Records follow. Pull out every line that contains "accounts".
^^^^^^^^
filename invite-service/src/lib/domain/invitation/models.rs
use chrono::DateTime;
use chrono::Duration;
use chrono::Utc;
use rand::distributions::Alphanumeric;
use rand::rngs::OsRng;
use rand::Rng;

use crate::domain::errors::AuthError;
use crate::domain::invitation::errors::InvitationStatusError;
use crate::domain::invitation::errors::PagingError;

/// Length of a generated invitation token string.
pub const TOKEN_LENGTH: usize = 32;

/// Lifecycle status of an invitation token.
///
/// Exposed as `0`/`1` on the wire and in storage.
#[derive(Debug, Clone, Copy, PartialEq, Eq, Hash)]
pub enum InvitationTokenStatus {
    Pending,
    Used,
}

impl InvitationTokenStatus {
    pub fn as_i64(&self) -> i64 {
        match self {
            InvitationTokenStatus::Pending => 0,
            InvitationTokenStatus::Used => 1,
        }
    }
}

impl TryFrom<i64> for InvitationTokenStatus {
    type Error = InvitationStatusError;

    fn try_from(value: i64) -> Result<Self, Self::Error> {
        match value {
            0 => Ok(InvitationTokenStatus::Pending),
            1 => Ok(InvitationTokenStatus::Used),
            other => Err(InvitationStatusError::Unknown(other)),
        }
    }
}

/// Invitation token record.
#[derive(Debug, Clone, PartialEq, Eq)]
pub struct InvitationToken {
    pub token: String,
    pub status: InvitationTokenStatus,
    /// Unix timestamp, seconds.
    pub expiry: i64,
}

impl InvitationToken {
    /// Fresh pending record expiring `ttl` after `now`.
    pub fn pending(token: String, now: DateTime<Utc>, ttl: Duration) -> Self {
        Self {
            token,
            status: InvitationTokenStatus::Pending,
            expiry: (now + ttl).timestamp(),
        }
    }

    /// Random token string drawn from the OS RNG.
    pub fn generate_value() -> String {
        OsRng
            .sample_iter(&Alphanumeric)
            .take(TOKEN_LENGTH)
            .map(char::from)
            .collect()
    }

    pub fn is_expired(&self, now: i64) -> bool {
        self.expiry < now
    }

    /// Check the record can still be redeemed at `now`.
    ///
    /// Expiry is checked before status, so an expired token reports
    /// `TokenExpired` whatever its status.
    ///
    /// # Errors
    /// * `TokenExpired` - Stored expiry has passed
    /// * `TokenAlreadyUsed` - Status is `Used`
    pub fn ensure_redeemable(&self, now: i64) -> Result<(), AuthError> {
        if self.is_expired(now) {
            return Err(AuthError::TokenExpired);
        }

        match self.status {
            InvitationTokenStatus::Pending => Ok(()),
            InvitationTokenStatus::Used => Err(AuthError::TokenAlreadyUsed),
        }
    }
}

/// Listing filter. No status means every status.
#[derive(Debug, Clone, Default, PartialEq, Eq)]
pub struct InvitationTokenFilter {
    pub status: Option<InvitationTokenStatus>,
}

impl InvitationTokenFilter {
    pub fn matches(&self, token: &InvitationToken) -> bool {
        self.status.map_or(true, |status| status == token.status)
    }
}

/// Page over the store's natural iteration order.
#[derive(Debug, Clone, Copy, PartialEq, Eq)]
pub struct Paging {
    page: u32,
    limit: u32,
}

impl Paging {
    pub const DEFAULT_LIMIT: u32 = 50;
    pub const MAX_LIMIT: u32 = 200;

    /// Build a page, falling back to defaults for missing values.
    ///
    /// # Errors
    /// * `ZeroPage` - Pages are 1-based
    /// * `LimitOutOfRange` - Limit is zero or above the maximum
    pub fn new(page: Option<u32>, limit: Option<u32>) -> Result<Self, PagingError> {
        let page = page.unwrap_or(1);
        let limit = limit.unwrap_or(Self::DEFAULT_LIMIT);

        if page == 0 {
            return Err(PagingError::ZeroPage);
        }
        if limit == 0 || limit > Self::MAX_LIMIT {
            return Err(PagingError::LimitOutOfRange {
                max: Self::MAX_LIMIT,
                actual: limit,
            });
        }

        Ok(Self { page, limit })
    }

    pub fn page(&self) -> u32 {
        self.page
    }

    pub fn limit(&self) -> u32 {
        self.limit
    }

    pub fn offset(&self) -> usize {
        (self.page as usize - 1) * self.limit as usize
    }

    /// Number of matching records needed before this page is complete.
    pub fn end(&self) -> usize {
        self.offset() + self.limit as usize
    }

    /// Slice this page out of an ordered sequence.
    pub fn apply<T>(&self, items: impl IntoIterator<Item = T>) -> Vec<T> {
        items
            .into_iter()
            .skip(self.offset())
            .take(self.limit as usize)
            .collect()
    }
}

impl Default for Paging {
    fn default() -> Self {
        Self {
            page: 1,
            limit: Self::DEFAULT_LIMIT,
        }
    }
}

#[cfg(test)]
mod tests {
    use super::*;

    #[test]
    fn test_status_wire_values() {
        assert_eq!(InvitationTokenStatus::Pending.as_i64(), 0);
        assert_eq!(InvitationTokenStatus::Used.as_i64(), 1);
        assert_eq!(
            InvitationTokenStatus::try_from(1),
            Ok(InvitationTokenStatus::Used)
        );
        assert_eq!(
            InvitationTokenStatus::try_from(2),
            Err(InvitationStatusError::Unknown(2))
        );
    }

    #[test]
    fn test_generate_value() {
        let a = InvitationToken::generate_value();
        let b = InvitationToken::generate_value();

        assert_eq!(a.len(), TOKEN_LENGTH);
        assert!(a.chars().all(|c| c.is_ascii_alphanumeric()));
        assert_ne!(a, b);
    }

    #[test]
    fn test_pending_expiry() {
        let now = Utc::now();
        let token = InvitationToken::pending("abc".to_string(), now, Duration::hours(24));

        assert_eq!(token.status, InvitationTokenStatus::Pending);
        assert_eq!(token.expiry, now.timestamp() + 24 * 60 * 60);
    }

    #[test]
    fn test_ensure_redeemable() {
        let token = InvitationToken {
            token: "abc".to_string(),
            status: InvitationTokenStatus::Pending,
            expiry: 1000,
        };
        assert_eq!(token.ensure_redeemable(999), Ok(()));
        assert_eq!(token.ensure_redeemable(1000), Ok(()));
        assert_eq!(token.ensure_redeemable(1001), Err(AuthError::TokenExpired));

        let used = InvitationToken {
            status: InvitationTokenStatus::Used,
            ..token
        };
        assert_eq!(used.ensure_redeemable(999), Err(AuthError::TokenAlreadyUsed));
        assert_eq!(used.ensure_redeemable(1001), Err(AuthError::TokenExpired));
    }

    #[test]
    fn test_filter_matches() {
        let token = InvitationToken {
            token: "abc".to_string(),
            status: InvitationTokenStatus::Used,
            expiry: 1000,
        };

        assert!(InvitationTokenFilter::default().matches(&token));
        assert!(InvitationTokenFilter {
            status: Some(InvitationTokenStatus::Used)
        }
        .matches(&token));
        assert!(!InvitationTokenFilter {
            status: Some(InvitationTokenStatus::Pending)
        }
        .matches(&token));
    }

    #[test]
    fn test_paging() {
        let paging = Paging::new(Some(2), Some(3)).unwrap();
        assert_eq!(paging.offset(), 3);
        assert_eq!(paging.end(), 6);
        assert_eq!(paging.apply(1..=10), vec![4, 5, 6]);

        assert_eq!(Paging::new(None, None).unwrap(), Paging::default());
        assert_eq!(Paging::new(Some(0), None), Err(PagingError::ZeroPage));
        assert!(Paging::new(None, Some(0)).is_err());
        assert!(Paging::new(None, Some(Paging::MAX_LIMIT + 1)).is_err());
    }

    #[test]
    fn test_paging_past_the_end_is_empty() {
        let paging = Paging::new(Some(5), Some(10)).unwrap();
        assert!(paging.apply(1..=10).is_empty());
    }
}
pub mod config;
pub mod domain;
pub mod inbound;
pub mod outbound;

pub use domain::session;
pub use outbound::repositories;
pub use outbound::stores;
use axum::extract::Query;
use axum::extract::State;
use axum::http::StatusCode;
use serde::Deserialize;
use thiserror::Error;

use super::generate_token::InvitationTokenData;
use super::ApiError;
use super::ApiSuccess;
use crate::domain::invitation::errors::InvitationStatusError;
use crate::domain::invitation::errors::PagingError;
use crate::domain::invitation::models::InvitationTokenFilter;
use crate::domain::invitation::models::InvitationTokenStatus;
use crate::domain::invitation::models::Paging;
use crate::inbound::http::router::AppState;

pub async fn list_tokens(
    State(state): State<AppState>,
    Query(query): Query<ListTokensQuery>,
) -> Result<ApiSuccess<Vec<InvitationTokenData>>, ApiError> {
    let (filter, paging) = query.try_into_parts()?;

    let tokens = state
        .auth_service
        .list_invitation_tokens(&filter, &paging)
        .await?;

    Ok(ApiSuccess::page(
        StatusCode::OK,
        tokens.iter().map(InvitationTokenData::from).collect(),
        &paging,
        &filter,
    ))
}

#[derive(Debug, Clone, Default, PartialEq, Eq, Deserialize)]
pub struct ListTokensQuery {
    status: Option<i64>,
    page: Option<u32>,
    limit: Option<u32>,
}

#[derive(Debug, Clone, Error)]
enum ParseListTokensQueryError {
    #[error("Invalid status filter: {0}")]
    Status(#[from] InvitationStatusError),

    #[error("Invalid paging: {0}")]
    Paging(#[from] PagingError),
}

impl ListTokensQuery {
    fn try_into_parts(self) -> Result<(InvitationTokenFilter, Paging), ParseListTokensQueryError> {
        let status = self
            .status
            .map(InvitationTokenStatus::try_from)
            .transpose()?;
        let paging = Paging::new(self.page, self.limit)?;
        Ok((InvitationTokenFilter { status }, paging))
    }
}

impl From<ParseListTokensQueryError> for ApiError {
    fn from(err: ParseListTokensQueryError) -> Self {
        ApiError::invalid_request(err.to_string())
    }
}
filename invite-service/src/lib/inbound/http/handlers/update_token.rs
use axum::extract::Path;
use axum::extract::State;
use axum::http::StatusCode;
use axum::Json;
use serde::Deserialize;

use super::validate_token::ValidationData;
use super::ApiError;
use super::ApiSuccess;
use crate::domain::invitation::models::InvitationTokenStatus;
use crate::inbound::http::router::AppState;

pub async fn update_token(
    State(state): State<AppState>,
    Path(token): Path<String>,
    Json(body): Json<UpdateTokenRequest>,
) -> Result<ApiSuccess<ValidationData>, ApiError> {
    let status = InvitationTokenStatus::try_from(body.status)
        .map_err(|e| ApiError::invalid_request(e.to_string()))?;

    state
        .auth_service
        .update_invitation_token(&token, status)
        .await
        .map_err(ApiError::from)
        .map(|_| ApiSuccess::new(StatusCode::OK, ValidationData { success: true }))
}

#[derive(Debug, Clone, PartialEq, Eq, Deserialize)]
pub struct UpdateTokenRequest {
    status: i64,
}
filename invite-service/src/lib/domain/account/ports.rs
use async_trait::async_trait;

use crate::domain::account::models::Account;
use crate::domain::account::models::AccountCriteria;
use crate::domain::account::models::AccountId;
use crate::domain::account::models::NewAccount;
use crate::domain::errors::AuthError;

/// Relational account lookup and creation.
#[async_trait]
pub trait AccountDirectory: Send + Sync + 'static {
    /// Retrieve an account matching the criteria.
    ///
    /// # Returns
    /// Optional account (None if no account matches)
    ///
    /// # Errors
    /// * `DatabaseError` - Database operation failed
    async fn find_account(&self, criteria: &AccountCriteria) -> Result<Option<Account>, AuthError>;

    /// Persist a new account.
    ///
    /// # Returns
    /// Identifier assigned by the directory
    ///
    /// # Errors
    /// * `EntityAlreadyExists` - Email is already registered
    /// * `DatabaseError` - Database operation failed
    async fn create_account(&self, account: NewAccount) -> Result<AccountId, AuthError>;
}
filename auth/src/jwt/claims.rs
use chrono::DateTime;
use chrono::Duration;
use chrono::Utc;
use serde::Deserialize;
use serde::Serialize;

/// Which half of a session pair a token is.
#[derive(Debug, Clone, Copy, PartialEq, Eq, Serialize, Deserialize)]
#[serde(rename_all = "lowercase")]
pub enum TokenKind {
    Access,
    Refresh,
}

/// Claims embedded in every session token.
///
/// `sub` is the subject the token is bound to; `iat` and `exp` are Unix
/// timestamps in seconds.
#[derive(Debug, Clone, Serialize, Deserialize, PartialEq, Eq)]
pub struct SessionClaims {
    pub sub: String,
    pub iat: i64,
    pub exp: i64,
    pub kind: TokenKind,
}

impl SessionClaims {
    /// Build claims issued at `issued_at` and valid for `lifetime`.
    pub fn new(
        subject: impl ToString,
        kind: TokenKind,
        issued_at: DateTime<Utc>,
        lifetime: Duration,
    ) -> Self {
        Self {
            sub: subject.to_string(),
            iat: issued_at.timestamp(),
            exp: (issued_at + lifetime).timestamp(),
            kind,
        }
    }

    /// Check if token is expired.
    pub fn is_expired(&self, current_timestamp: i64) -> bool {
        self.exp < current_timestamp
    }
}
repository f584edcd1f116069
pub mod http;
use std::collections::BTreeMap;

use async_trait::async_trait;
use chrono::Utc;
use tokio::sync::RwLock;

use crate::domain::account::models::Account;
use crate::domain::account::models::AccountCriteria;
use crate::domain::account::models::AccountId;
use crate::domain::account::models::NewAccount;
use crate::domain::account::ports::AccountDirectory;
use crate::domain::errors::AuthError;

/// Process-local account directory.
///
/// Assigns ids sequentially from 1 and enforces email uniqueness under a single
/// write lock, the same guarantees the `accounts` table gives.
#[derive(Debug, Default)]
pub struct InMemoryAccountDirectory {
    accounts: RwLock<BTreeMap<i64, Account>>,
}

impl InMemoryAccountDirectory {
    pub fn new() -> Self {
        Self::default()
    }
}

#[async_trait]
impl AccountDirectory for InMemoryAccountDirectory {
    async fn find_account(&self, criteria: &AccountCriteria) -> Result<Option<Account>, AuthError> {
        let accounts = self.accounts.read().await;

        let found = match criteria {
            AccountCriteria::ById(id) => accounts.get(&id.0).cloned(),
            AccountCriteria::ByEmail(email) => accounts
                .values()
                .find(|account| &account.email == email)
                .cloned(),
        };

        Ok(found)
    }

    async fn create_account(&self, account: NewAccount) -> Result<AccountId, AuthError> {
        let mut accounts = self.accounts.write().await;

        if accounts.values().any(|existing| existing.email == account.email) {
            return Err(AuthError::EntityAlreadyExists(account.email.to_string()));
        }

        let id = AccountId(accounts.keys().next_back().map_or(1, |last| last + 1));
        accounts.insert(
            id.0,
            Account {
                id,
                email: account.email,
                password_hash: account.password_hash,
                salt: account.salt,
                role: account.role,
                created_at: Utc::now(),
            },
        );

        Ok(id)
    }
}

#[cfg(test)]
mod tests {
    use super::*;
    use crate::domain::account::models::EmailAddress;
    use crate::domain::account::models::Role;

    fn new_account(email: &str) -> NewAccount {
        NewAccount {
            email: EmailAddress::new(email.to_string()).unwrap(),
            password_hash: "hash".to_string(),
            salt: "salt".to_string(),
            role: Role::Regular,
        }
    }

    #[tokio::test]
    async fn test_create_then_find() {
        let directory = InMemoryAccountDirectory::new();

        let first = directory.create_account(new_account("a@example.com")).await.unwrap();
        let second = directory.create_account(new_account("b@example.com")).await.unwrap();
        assert_eq!(first, AccountId(1));
        assert_eq!(second, AccountId(2));

        let by_id = directory
            .find_account(&AccountCriteria::ById(second))
            .await
            .unwrap()
            .unwrap();
        assert_eq!(by_id.email.as_str(), "b@example.com");

        let by_email = directory
            .find_account(&AccountCriteria::ByEmail(
                EmailAddress::new("a@example.com".to_string()).unwrap(),
            ))
            .await
            .unwrap()
            .unwrap();
        assert_eq!(by_email.id, first);
    }

    #[tokio::test]
    async fn test_duplicate_email_rejected() {
        let directory = InMemoryAccountDirectory::new();

        directory.create_account(new_account("a@example.com")).await.unwrap();
        let result = directory.create_account(new_account("a@example.com")).await;

        assert!(matches!(result, Err(AuthError::EntityAlreadyExists(_))));
    }
}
^^^^^^^^
Answer box |
/// write lock, the same guarantees the `accounts` table gives.
    accounts: RwLock<BTreeMap<i64, Account>>,
        let accounts = self.accounts.read().await;
            AccountCriteria::ById(id) => accounts.get(&id.0).cloned(),
            AccountCriteria::ByEmail(email) => accounts
        let mut accounts = self.accounts.write().await;
        if accounts.values().any(|existing| existing.email == account.email) {
        let id = AccountId(accounts.keys().next_back().map_or(1, |last| last + 1));
        accounts.insert(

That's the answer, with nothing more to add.